I know this may sound a bit weird, but somehow it’s exactly this what makes me upset about this new machine. Remember: this new MacBook Pro is the shape of things to come. If the trend wasn’t clear enough with the Air, Apple is progressively closing down its machines. I really never had a problem with non user-replaceable batteries, but here we also have a fixed amount of RAM and disk space that either you choose to upgrade via Built-To-Order customisation (paying a handsome price) or you’ll have to live with it throughout the entire life-cycle of the machine. Which, by the way, is being artificially shortened year after year.

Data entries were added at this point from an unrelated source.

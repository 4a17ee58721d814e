//! Authentication middleware for protected endpoints.
//!
//! Extracts the access token from the `Authorization` header, resolves it to
//! a live session through [`AuthManager::authenticate`](onepolicy::AuthManager::authenticate),
//! then injects an [`AuthenticatedAccount`] into request extensions.
//!
//! # Extracting the Account
//!
//! ```rust,no_run
//! use axum::extract::Extension;
//! use op_server::api::middleware::AuthenticatedAccount;
//!
//! async fn protected_handler(Extension(session): Extension<AuthenticatedAccount>) -> String {
//!     format!("Authenticated as account {}", session.account.id)
//! }
//! # let _ = protected_handler;
//! ```

use axum::{
    extract::{Request, State},
    http::{HeaderMap, header::AUTHORIZATION},
    middleware::Next,
    response::Response,
};
use onepolicy::auth::Account;

use super::{AppState, error::ApiError};

/// Session resolved from a bearer token
#[derive(Debug, Clone)]
pub struct AuthenticatedAccount {
    /// Account as read while authenticating
    pub account: Account,
    /// Raw access token the request carried
    pub token: String,
}

/// Pull the token out of `Authorization`
///
/// Accepts both `Bearer <token>` and a bare token.
pub fn bearer_token(headers: &HeaderMap) -> Option<&str> {
    let value = headers.get(AUTHORIZATION)?.to_str().ok()?;
    let token = value.strip_prefix("Bearer ").unwrap_or(value).trim();
    (!token.is_empty()).then_some(token)
}

/// Authentication middleware that validates access tokens and injects the account.
///
/// # Behavior
///
/// - **Success**: Injects [`AuthenticatedAccount`] into request extensions and calls the next handler
/// - **Missing header**: `401` with `No authorization token provided`
/// - **Invalid, expired or revoked token**: `401` with the token error message
pub async fn auth_middleware(
    State(state): State<AppState>,
    mut request: Request,
    next: Next,
) -> Result<Response, ApiError> {
    let token = bearer_token(request.headers())
        .ok_or(ApiError::MissingToken)?
        .to_string();

    let account = state.auth_manager.authenticate(&token).await?;

    request
        .extensions_mut()
        .insert(AuthenticatedAccount { account, token });
    Ok(next.run(request).await)
}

The new MacBook Pro also shows some bold design choices that leave me both positively and negatively surprised. This machine had to be thinner and lighter, and in order to accomplish that, some ports had to go (Ethernet, FireWire 800), others had to be modified (MagSafe), and of course goodbye to the optical drive and to the classic hard drive. On one side, I admire Apple’s bluntness, but then again, Apple isn’t new at mercilessly killing technologies considered by now obsolete. Don’t get me wrong, I sympathise with the general attitude: you can’t innovate by constantly looking in the rearview mirror. Yet, I look at this new MacBook Pro, I think of how I use a laptop, and realise that the new MacBook Pro wouldn’t be the best laptop to meet my needs. I would need to buy a Thunderbolt-to-Ethernet Adapter, an external SuperDrive, some kind of video adapter to be able to connect my current external monitor to the Thunderbolt port (and I’m not exactly ready to drop 1,000 Euros for an Apple Thunderbolt display with all that glossiness thrown in my face), and last but not least an external hard drive, because those 256 GB of internal storage are just inadequate.
In other words, I come from a school of thought that views a laptop as a machine which has to integrate as much as possible (in a reasonable way, of course) to avoid the need to transport a slew of cables and peripherals with it when one’s on the go. In my case, what the new MacBook Pro loses in weight and bulk over past-generation MacBooks and PowerBooks, gains in additional equipment I would be pressed to bring with me most of the times. The purpose of a laptop is being a desktop replacement in a compact package. If I have to pack my bag with a couple of adapters, an external hard drive and Superdrive, well, I’d probably be better off with the 17-inch PowerBook G4 I’m using to write this article. It is heavier, surely, but ultimately more portable in such a context.
I know, my use case is a bit extreme and I’m simply not the target for the new MacBook Pro. Many habits and many pieces of equipment would have to change for me to make this new machine really appealing. But I don’t think I’m that alone in this. I don’t have a problem with ‘closed’ computers per se, I just feel that this new MacBook Pro is a bit too closed for targeting a ‘pro’ audience, at least for now.